Every line containing "FinalizeRequest" should be identified and copied from the data below.

◆ ◆ ◆ ◆ ◆

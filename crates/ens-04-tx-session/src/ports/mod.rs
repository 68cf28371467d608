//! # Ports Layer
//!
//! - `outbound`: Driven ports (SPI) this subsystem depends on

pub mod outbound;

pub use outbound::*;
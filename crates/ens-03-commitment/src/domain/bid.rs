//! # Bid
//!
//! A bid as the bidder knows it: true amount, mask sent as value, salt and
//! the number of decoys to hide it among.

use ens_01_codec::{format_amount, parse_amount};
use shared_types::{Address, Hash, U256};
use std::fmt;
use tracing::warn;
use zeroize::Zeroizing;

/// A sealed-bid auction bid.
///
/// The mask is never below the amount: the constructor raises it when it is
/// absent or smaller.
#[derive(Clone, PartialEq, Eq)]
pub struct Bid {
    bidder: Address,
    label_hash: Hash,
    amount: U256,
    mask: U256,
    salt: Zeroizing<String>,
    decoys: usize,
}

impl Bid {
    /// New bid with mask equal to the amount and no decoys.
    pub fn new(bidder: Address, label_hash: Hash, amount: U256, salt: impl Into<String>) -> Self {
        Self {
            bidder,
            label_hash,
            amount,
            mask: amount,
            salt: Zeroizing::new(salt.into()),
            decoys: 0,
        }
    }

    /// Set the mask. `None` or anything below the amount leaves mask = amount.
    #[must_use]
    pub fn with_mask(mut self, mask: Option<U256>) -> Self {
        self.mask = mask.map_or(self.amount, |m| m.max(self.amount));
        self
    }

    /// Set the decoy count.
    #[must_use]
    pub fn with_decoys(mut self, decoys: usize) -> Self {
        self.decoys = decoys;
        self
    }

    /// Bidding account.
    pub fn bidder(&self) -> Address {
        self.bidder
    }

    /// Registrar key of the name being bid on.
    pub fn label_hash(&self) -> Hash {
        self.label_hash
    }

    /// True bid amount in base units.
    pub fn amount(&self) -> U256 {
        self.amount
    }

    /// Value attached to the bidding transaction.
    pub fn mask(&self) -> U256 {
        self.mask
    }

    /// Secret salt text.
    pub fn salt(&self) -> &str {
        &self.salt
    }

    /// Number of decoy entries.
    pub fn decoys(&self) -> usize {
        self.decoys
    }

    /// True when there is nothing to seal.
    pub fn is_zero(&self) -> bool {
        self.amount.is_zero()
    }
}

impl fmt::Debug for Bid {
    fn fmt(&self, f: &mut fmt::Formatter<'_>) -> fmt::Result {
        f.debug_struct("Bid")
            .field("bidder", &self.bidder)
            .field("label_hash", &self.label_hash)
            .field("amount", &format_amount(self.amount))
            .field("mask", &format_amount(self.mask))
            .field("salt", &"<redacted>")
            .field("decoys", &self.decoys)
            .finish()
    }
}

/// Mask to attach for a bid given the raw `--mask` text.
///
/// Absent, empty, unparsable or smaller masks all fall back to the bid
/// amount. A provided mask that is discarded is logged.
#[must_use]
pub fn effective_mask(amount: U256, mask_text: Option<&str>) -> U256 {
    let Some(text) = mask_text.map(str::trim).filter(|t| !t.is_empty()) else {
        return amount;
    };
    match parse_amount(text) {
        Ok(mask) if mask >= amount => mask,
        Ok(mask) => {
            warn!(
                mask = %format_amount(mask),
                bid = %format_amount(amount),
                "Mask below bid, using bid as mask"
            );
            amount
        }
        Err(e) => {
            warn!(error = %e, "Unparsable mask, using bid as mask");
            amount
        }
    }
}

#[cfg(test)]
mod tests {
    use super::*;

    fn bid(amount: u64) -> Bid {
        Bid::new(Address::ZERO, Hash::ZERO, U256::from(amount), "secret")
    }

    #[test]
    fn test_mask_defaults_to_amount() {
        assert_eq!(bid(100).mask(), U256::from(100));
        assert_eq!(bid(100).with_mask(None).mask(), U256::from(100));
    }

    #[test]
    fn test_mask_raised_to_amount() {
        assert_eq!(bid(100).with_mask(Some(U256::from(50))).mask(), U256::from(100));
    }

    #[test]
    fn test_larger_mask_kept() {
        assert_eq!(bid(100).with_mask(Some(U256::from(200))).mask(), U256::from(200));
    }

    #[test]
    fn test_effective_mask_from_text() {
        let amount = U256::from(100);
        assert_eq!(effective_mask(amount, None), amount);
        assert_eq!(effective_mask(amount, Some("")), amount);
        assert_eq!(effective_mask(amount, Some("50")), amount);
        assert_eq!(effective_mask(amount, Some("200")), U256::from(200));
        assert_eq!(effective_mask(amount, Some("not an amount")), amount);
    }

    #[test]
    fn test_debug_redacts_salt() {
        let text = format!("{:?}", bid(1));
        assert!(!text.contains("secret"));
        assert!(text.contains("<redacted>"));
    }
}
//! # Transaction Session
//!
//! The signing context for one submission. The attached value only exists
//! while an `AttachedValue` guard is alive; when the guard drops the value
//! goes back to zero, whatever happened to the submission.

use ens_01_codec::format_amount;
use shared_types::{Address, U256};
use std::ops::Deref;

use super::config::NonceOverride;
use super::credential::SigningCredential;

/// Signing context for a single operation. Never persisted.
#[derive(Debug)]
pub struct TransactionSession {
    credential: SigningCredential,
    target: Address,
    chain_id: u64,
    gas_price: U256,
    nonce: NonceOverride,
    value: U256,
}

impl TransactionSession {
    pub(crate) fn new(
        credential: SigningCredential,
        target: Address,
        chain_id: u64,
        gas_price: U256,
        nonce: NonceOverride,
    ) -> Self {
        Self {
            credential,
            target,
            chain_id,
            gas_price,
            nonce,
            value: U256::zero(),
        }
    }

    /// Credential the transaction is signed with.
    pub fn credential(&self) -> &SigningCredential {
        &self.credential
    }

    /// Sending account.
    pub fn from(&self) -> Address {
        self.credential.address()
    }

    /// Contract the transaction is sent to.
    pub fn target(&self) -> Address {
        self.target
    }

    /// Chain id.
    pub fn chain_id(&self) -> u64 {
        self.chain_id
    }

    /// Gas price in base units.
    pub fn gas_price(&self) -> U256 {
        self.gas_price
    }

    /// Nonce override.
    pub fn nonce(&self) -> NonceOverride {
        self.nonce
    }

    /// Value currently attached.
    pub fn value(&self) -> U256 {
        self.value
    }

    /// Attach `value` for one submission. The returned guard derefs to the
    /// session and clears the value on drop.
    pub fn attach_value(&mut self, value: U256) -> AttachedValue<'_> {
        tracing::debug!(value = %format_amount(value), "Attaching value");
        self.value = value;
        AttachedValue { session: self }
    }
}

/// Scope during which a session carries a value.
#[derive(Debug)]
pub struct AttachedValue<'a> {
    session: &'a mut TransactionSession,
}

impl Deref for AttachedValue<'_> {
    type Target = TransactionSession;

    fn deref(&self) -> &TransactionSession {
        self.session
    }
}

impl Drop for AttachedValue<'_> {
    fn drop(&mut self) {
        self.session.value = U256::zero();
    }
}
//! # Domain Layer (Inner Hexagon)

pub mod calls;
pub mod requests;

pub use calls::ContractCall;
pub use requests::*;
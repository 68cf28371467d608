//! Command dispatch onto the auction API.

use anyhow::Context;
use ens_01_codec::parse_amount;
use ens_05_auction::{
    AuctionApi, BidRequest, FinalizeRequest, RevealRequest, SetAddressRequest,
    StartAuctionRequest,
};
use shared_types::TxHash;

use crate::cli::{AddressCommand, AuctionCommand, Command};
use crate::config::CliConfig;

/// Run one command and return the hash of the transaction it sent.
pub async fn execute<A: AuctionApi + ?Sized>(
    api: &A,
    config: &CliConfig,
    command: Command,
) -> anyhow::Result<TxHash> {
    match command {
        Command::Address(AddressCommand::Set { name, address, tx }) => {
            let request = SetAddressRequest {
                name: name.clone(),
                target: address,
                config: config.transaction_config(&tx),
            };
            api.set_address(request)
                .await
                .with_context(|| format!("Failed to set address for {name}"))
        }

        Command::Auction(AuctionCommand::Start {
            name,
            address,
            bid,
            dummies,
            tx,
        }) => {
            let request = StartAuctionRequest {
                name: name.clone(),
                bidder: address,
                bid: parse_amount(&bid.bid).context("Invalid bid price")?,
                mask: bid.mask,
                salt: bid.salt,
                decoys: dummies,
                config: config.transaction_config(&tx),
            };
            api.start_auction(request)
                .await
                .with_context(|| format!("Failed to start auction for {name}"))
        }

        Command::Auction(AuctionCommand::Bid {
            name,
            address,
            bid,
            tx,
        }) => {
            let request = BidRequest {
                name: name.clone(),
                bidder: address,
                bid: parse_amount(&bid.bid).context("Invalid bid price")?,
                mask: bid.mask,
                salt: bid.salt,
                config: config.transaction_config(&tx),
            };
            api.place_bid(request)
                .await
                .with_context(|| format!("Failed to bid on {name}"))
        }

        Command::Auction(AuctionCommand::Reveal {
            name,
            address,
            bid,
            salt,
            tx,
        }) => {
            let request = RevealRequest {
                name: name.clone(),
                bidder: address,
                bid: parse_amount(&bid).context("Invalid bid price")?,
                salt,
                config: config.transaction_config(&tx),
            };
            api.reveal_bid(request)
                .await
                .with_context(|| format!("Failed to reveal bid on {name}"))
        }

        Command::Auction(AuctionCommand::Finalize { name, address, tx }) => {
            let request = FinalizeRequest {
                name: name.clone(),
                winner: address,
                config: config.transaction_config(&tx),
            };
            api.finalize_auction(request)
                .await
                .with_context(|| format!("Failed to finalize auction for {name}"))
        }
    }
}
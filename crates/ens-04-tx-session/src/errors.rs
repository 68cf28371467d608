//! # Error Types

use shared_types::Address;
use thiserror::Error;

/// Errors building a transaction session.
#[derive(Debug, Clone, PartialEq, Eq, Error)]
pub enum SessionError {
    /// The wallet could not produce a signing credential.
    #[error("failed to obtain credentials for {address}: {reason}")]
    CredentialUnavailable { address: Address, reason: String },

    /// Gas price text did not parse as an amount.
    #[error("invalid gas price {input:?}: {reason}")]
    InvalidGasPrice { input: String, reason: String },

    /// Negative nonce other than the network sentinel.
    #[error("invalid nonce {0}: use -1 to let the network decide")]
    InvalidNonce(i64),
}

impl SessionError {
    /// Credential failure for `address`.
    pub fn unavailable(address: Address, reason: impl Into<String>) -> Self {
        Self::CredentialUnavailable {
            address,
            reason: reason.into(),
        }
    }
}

◆ ◆ ◆ ◆ ◆

__ANSWER BOX__:
    AuctionApi, BidRequest, FinalizeRequest, RevealRequest, SetAddressRequest,
            let request = FinalizeRequest {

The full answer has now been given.